Scherzo in F# Minor
- classical music
- Apr 23, 2023
- 1 min read
Updated: Oct 11, 2023
Scherzo in F# Minor, Op. 1
Composer: Dmitri Shostakovich
Date of Publication: Late fall to winter of 1919

Shostakovich's first scherzo begins with his childhood, long before he had even touched an instrument. Shostakovich's mother believed children shouldn’t start learning music too early, and so, never let him learn the piano through most of grade-school. Shostakovich was left enviously watching his sisters' piano lessons.

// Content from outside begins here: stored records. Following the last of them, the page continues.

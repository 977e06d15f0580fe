//! DLQ Replay
//!
//! Run-to-completion tool that moves every message in `payment_events.dlq`
//! back onto `payment_events`.
//!
//! ```text
//! payment_events.dlq ──basic_get──▶ strip x-death / x-*-death-* headers
//!                                         │
//!                     ack ◀── confirm ◀── publish to payment_events
//! ```
//!
//! A message leaves the DLQ only after the broker confirmed its republish, so
//! a halted run keeps the rest of the batch in the DLQ and is safe to re-run.

use amqp_worker::{
    AmqpChannel, BrokerConfig, BrokerConnector, DlqReplayer, QueueDef, ReplayChannel,
    ReplaySummary, Topology, WorkerResult,
};
use clap::Parser;
use core_config::tracing::{init_tracing, install_color_eyre};
use core_config::{Environment, FromEnv};
use domain_payments::PaymentQueue;
use eyre::{Result, WrapErr};
use std::time::Duration;
use tracing::{error, info};

#[derive(Debug, Parser)]
#[command(name = "flowpay-dlq-replay")]
#[command(about = "Replay dead-lettered payment events onto the main queue")]
pub struct Cli {
    /// Only report how many messages wait in the DLQ
    #[arg(long)]
    pub count_only: bool,

    /// Connection attempts before giving up (overrides RABBITMQ_CONNECT_RETRIES)
    #[arg(long)]
    pub connect_retries: Option<u32>,

    /// Seconds between connection attempts (overrides RABBITMQ_RETRY_DELAY_SECS)
    #[arg(long)]
    pub retry_delay_secs: Option<u64>,
}

impl Cli {
    fn apply(&self, config: BrokerConfig) -> BrokerConfig {
        let attempts = self.connect_retries.unwrap_or(config.connect_attempts);
        let delay = self
            .retry_delay_secs
            .map(Duration::from_secs)
            .unwrap_or(config.retry_delay);
        config.with_retry(attempts, delay)
    }
}

/// Replay (or just count) the DLQ behind `topology` over `channel`
pub async fn execute<C: ReplayChannel>(
    channel: C,
    topology: &Topology,
    count_only: bool,
) -> WorkerResult<ReplaySummary> {
    if count_only {
        let found = channel.message_count(&topology.dlq).await?;
        info!(dlq = %topology.dlq, found, "DLQ depth");
        return Ok(ReplaySummary {
            found,
            replayed: 0,
            halted: None,
        });
    }

    DlqReplayer::new(channel, topology).replay().await
}

/// Connect, replay the payment DLQ and close the connection
///
/// The connector declares the full payment topology before handing out the
/// channel, the same way the worker does on start. A DLQ that did not exist
/// yet is therefore created empty and reported as `found = 0` rather than
/// failing the run.
///
/// # Errors
///
/// Returns an error when the broker is unreachable, refuses the credentials,
/// or rejects the topology declaration (for example a queue that exists with
/// different arguments). A republish failure is not an error: it is reported
/// through [`ReplaySummary::halted`].
pub async fn run(cli: Cli) -> Result<ReplaySummary> {
    install_color_eyre();
    let environment = Environment::from_env();
    init_tracing(&environment);

    let broker_config = BrokerConfig::from_env()
        .wrap_err("Failed to load RabbitMQ configuration")?
        .with_connection_name("flowpay-dlq-replay");
    let mut connector = BrokerConnector::from_queue_def::<PaymentQueue>(cli.apply(broker_config));

    let channel = connector
        .connect_with_config()
        .await
        .wrap_err("Cannot connect to RabbitMQ")?;
    let channel = AmqpChannel::new(channel)
        .await
        .wrap_err("Failed to enable publisher confirms")?;

    let topology = PaymentQueue::topology();
    let result = execute(channel, &topology, cli.count_only).await;

    if let Err(e) = connector.close().await {
        error!(error = %e, "Failed to close RabbitMQ connection");
    }
    let summary = result.wrap_err_with(|| format!("Failed to replay {}", topology.dlq))?;

    if let Some(reason) = &summary.halted {
        error!(
            replayed = summary.replayed,
            found = summary.found,
            reason = %reason,
            "Replay halted, re-run once the broker is healthy"
        );
    } else {
        info!(replayed = summary.replayed, "Replay complete");
    }
    Ok(summary)
}

#[cfg(test)]
mod tests {
    use super::*;
    use amqp_worker::testing::MemoryBroker;

    async fn broker_with_dead_letters(n: usize) -> MemoryBroker {
        let broker = MemoryBroker::new();
        broker.declare(&PaymentQueue::topology()).await;
        for i in 0..n {
            broker
                .enqueue(
                    PaymentQueue::DLQ_NAME,
                    format!(r#"{{"order_id":"ORD-{i}","amount":1}}"#),
                )
                .await;
        }
        broker
    }

    #[test]
    fn test_cli_needs_no_arguments() {
        let cli = Cli::try_parse_from(["flowpay-dlq-replay"]).unwrap();
        assert!(!cli.count_only);
        assert!(cli.connect_retries.is_none());
    }

    #[test]
    fn test_cli_overrides_retry_settings() {
        let cli = Cli::try_parse_from([
            "flowpay-dlq-replay",
            "--connect-retries",
            "9",
            "--retry-delay-secs",
            "3",
        ])
        .unwrap();

        let config = cli.apply(BrokerConfig::default());
        assert_eq!(config.connect_attempts, 9);
        assert_eq!(config.retry_delay, Duration::from_secs(3));
    }

    #[test]
    fn test_cli_keeps_configured_retry_settings() {
        let cli = Cli::try_parse_from(["flowpay-dlq-replay"]).unwrap();
        let config = cli.apply(BrokerConfig::default().with_retry(7, Duration::from_secs(4)));

        assert_eq!(config.connect_attempts, 7);
        assert_eq!(config.retry_delay, Duration::from_secs(4));
    }

    #[tokio::test]
    async fn test_execute_replays_everything() {
        let broker = broker_with_dead_letters(3).await;

        let summary = execute(broker.clone(), &PaymentQueue::topology(), false)
            .await
            .unwrap();

        assert_eq!(summary.found, 3);
        assert_eq!(summary.replayed, 3);
        assert!(summary.is_complete());
        assert_eq!(broker.depth(PaymentQueue::QUEUE_NAME).await, 3);
        assert_eq!(broker.depth(PaymentQueue::DLQ_NAME).await, 0);
    }

    #[tokio::test]
    async fn test_execute_count_only_moves_nothing() {
        let broker = broker_with_dead_letters(2).await;

        let summary = execute(broker.clone(), &PaymentQueue::topology(), true)
            .await
            .unwrap();

        assert_eq!(summary.found, 2);
        assert_eq!(summary.replayed, 0);
        assert_eq!(broker.depth(PaymentQueue::DLQ_NAME).await, 2);
    }

    #[tokio::test]
    async fn test_execute_reports_halt() {
        let broker = broker_with_dead_letters(3).await;
        broker.fail_publish_at(2).await;

        let summary = execute(broker.clone(), &PaymentQueue::topology(), false)
            .await
            .unwrap();

        assert_eq!(summary.replayed, 1);
        assert!(!summary.is_complete());
    }

    #[tokio::test]
    async fn test_execute_on_freshly_declared_topology_finds_nothing() {
        // What `run` sees when the connector just created the DLQ
        let broker = broker_with_dead_letters(0).await;

        for count_only in [true, false] {
            let summary = execute(broker.clone(), &PaymentQueue::topology(), count_only)
                .await
                .unwrap();
            assert_eq!(summary.found, 0);
            assert_eq!(summary.replayed, 0);
            assert!(summary.is_complete());
        }
        assert_eq!(broker.depth(PaymentQueue::QUEUE_NAME).await, 0);
    }

    #[tokio::test]
    async fn test_execute_missing_dlq_is_error() {
        let broker = MemoryBroker::new();
        assert!(
            execute(broker, &PaymentQueue::topology(), false)
                .await
                .is_err()
        );
    }
}
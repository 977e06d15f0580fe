//! Broker connection lifecycle
//!
//! Opens the connection, declares the topology and hands out the channel.
//! Connection-level failures are retried on a fixed interval; bad
//! credentials and topology mismatches fail on the first attempt.

use crate::config::BrokerConfig;
use crate::error::{WorkerError, WorkerResult};
use crate::registry::QueueDef;
use crate::topology::Topology;
use database::common::{RetryConfig, retry_if};
use lapin::{Channel, Connection, ConnectionProperties};
use std::time::Duration;
use tracing::{info, warn};

/// Owns the broker connection and the channel opened on it
pub struct BrokerConnector {
    config: BrokerConfig,
    topology: Topology,
    connection: Option<Connection>,
    channel: Option<Channel>,
}

impl BrokerConnector {
    pub fn new(config: BrokerConfig, topology: Topology) -> Self {
        Self {
            config,
            topology,
            connection: None,
            channel: None,
        }
    }

    pub fn from_queue_def<Q: QueueDef>(config: BrokerConfig) -> Self {
        Self::new(config, Q::topology())
    }

    pub fn topology(&self) -> &Topology {
        &self.topology
    }

    /// Connect using the attempts and delay from [`BrokerConfig`].
    pub async fn connect_with_config(&mut self) -> WorkerResult<Channel> {
        self.connect(self.config.connect_attempts, self.config.retry_delay)
            .await
    }

    /// Connect and declare the topology, making up to `max_attempts` tries
    /// separated by `delay`.
    ///
    /// Returns [`WorkerError::Authentication`] as soon as the broker refuses
    /// the credentials and [`WorkerError::ConnectionExhausted`] once every
    /// attempt failed at the connection level.
    pub async fn connect(&mut self, max_attempts: u32, delay: Duration) -> WorkerResult<Channel> {
        let attempts = max_attempts.max(1);
        info!(
            uri = %self.config.redacted_uri(),
            max_attempts = attempts,
            delay_secs = delay.as_secs_f64(),
            "Connecting to RabbitMQ"
        );

        let result = retry_if(
            || self.open(),
            RetryConfig::fixed(attempts, delay),
            WorkerError::is_retryable_connect,
        )
        .await;

        let (connection, channel) = match result {
            Ok(pair) => pair,
            Err(e) if e.is_retryable_connect() => {
                return Err(WorkerError::ConnectionExhausted {
                    attempts,
                    last_error: e.to_string(),
                });
            }
            Err(e) => return Err(e),
        };

        info!(
            queue = %self.topology.queue,
            dlq = %self.topology.dlq,
            "Connected to RabbitMQ, topology ready"
        );

        self.connection = Some(connection);
        self.channel = Some(channel.clone());
        Ok(channel)
    }

    async fn open(&self) -> WorkerResult<(Connection, Channel)> {
        let properties = ConnectionProperties::default()
            .with_connection_name(self.config.connection_name.clone().into());

        let connection = Connection::connect(&self.config.uri(), properties)
            .await
            .map_err(WorkerError::from_connect_error)?;

        let channel = connection.create_channel().await?;

        if let Err(e) = self.topology.declare(&channel).await {
            let _ = connection.close(200, "topology declaration failed").await;
            return Err(e);
        }

        Ok((connection, channel))
    }

    pub fn connection(&self) -> Option<&Connection> {
        self.connection.as_ref()
    }

    pub fn channel(&self) -> Option<&Channel> {
        self.channel.as_ref()
    }

    pub fn is_connected(&self) -> bool {
        self.connection
            .as_ref()
            .is_some_and(|c| c.status().connected())
    }

    /// Close the connection if one is open. Safe to call repeatedly.
    pub async fn close(&mut self) -> WorkerResult<()> {
        self.channel = None;
        let Some(connection) = self.connection.take() else {
            return Ok(());
        };

        if !connection.status().connected() {
            return Ok(());
        }

        match connection.close(200, "closing").await {
            Ok(()) => {
                info!("RabbitMQ connection closed");
                Ok(())
            }
            Err(e) => {
                warn!(error = %e, "Error while closing RabbitMQ connection");
                Err(e.into())
            }
        }
    }
}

However, when his mother finally sat 9-year-old Shostakovich down at the bench, he refused to begin with the standard technique studies that every beginner pianist learns - scales, finger exercises, etc. From watching his older sisters’ performances, he insisted on playing "real music." To shut him up, Shostakovich's mother brought him a book of Haydn's piano sonatas. Yet, after only a few questions about notation, Shostakovich was able to play the first movement without any mistakes on his first try – albeit at a very slow tempo, but legend has it that his rhythm was entirely accurate despite the tempo. Delighted by her son's talent, Sofiya Vasilievna Kokoulina rushed to apply Shostakovich to the Petrograd Conservatory for the Arts. Here, Shostakovich spent the next 6 years of his life studying composition with Aleksandr Glazunov and Maksimilian Steinberg and piano with Leonid Nikolayev.
Shostakovich’s first piece, the Scherzo in F# minor, was – relatively speaking – nothing special, but it embodied many romantic styles akin to Borodin or Rimsky-Korsakov Shostakovich had studied at the Conservatory. It starts out with a soft woodwind passage which then leads into a meandering Romantic theme, and finally into a grand coda.
Fun fact: Shostakovich composed this piece for his compositional mentor, Maximilian Oseevich Steinberg.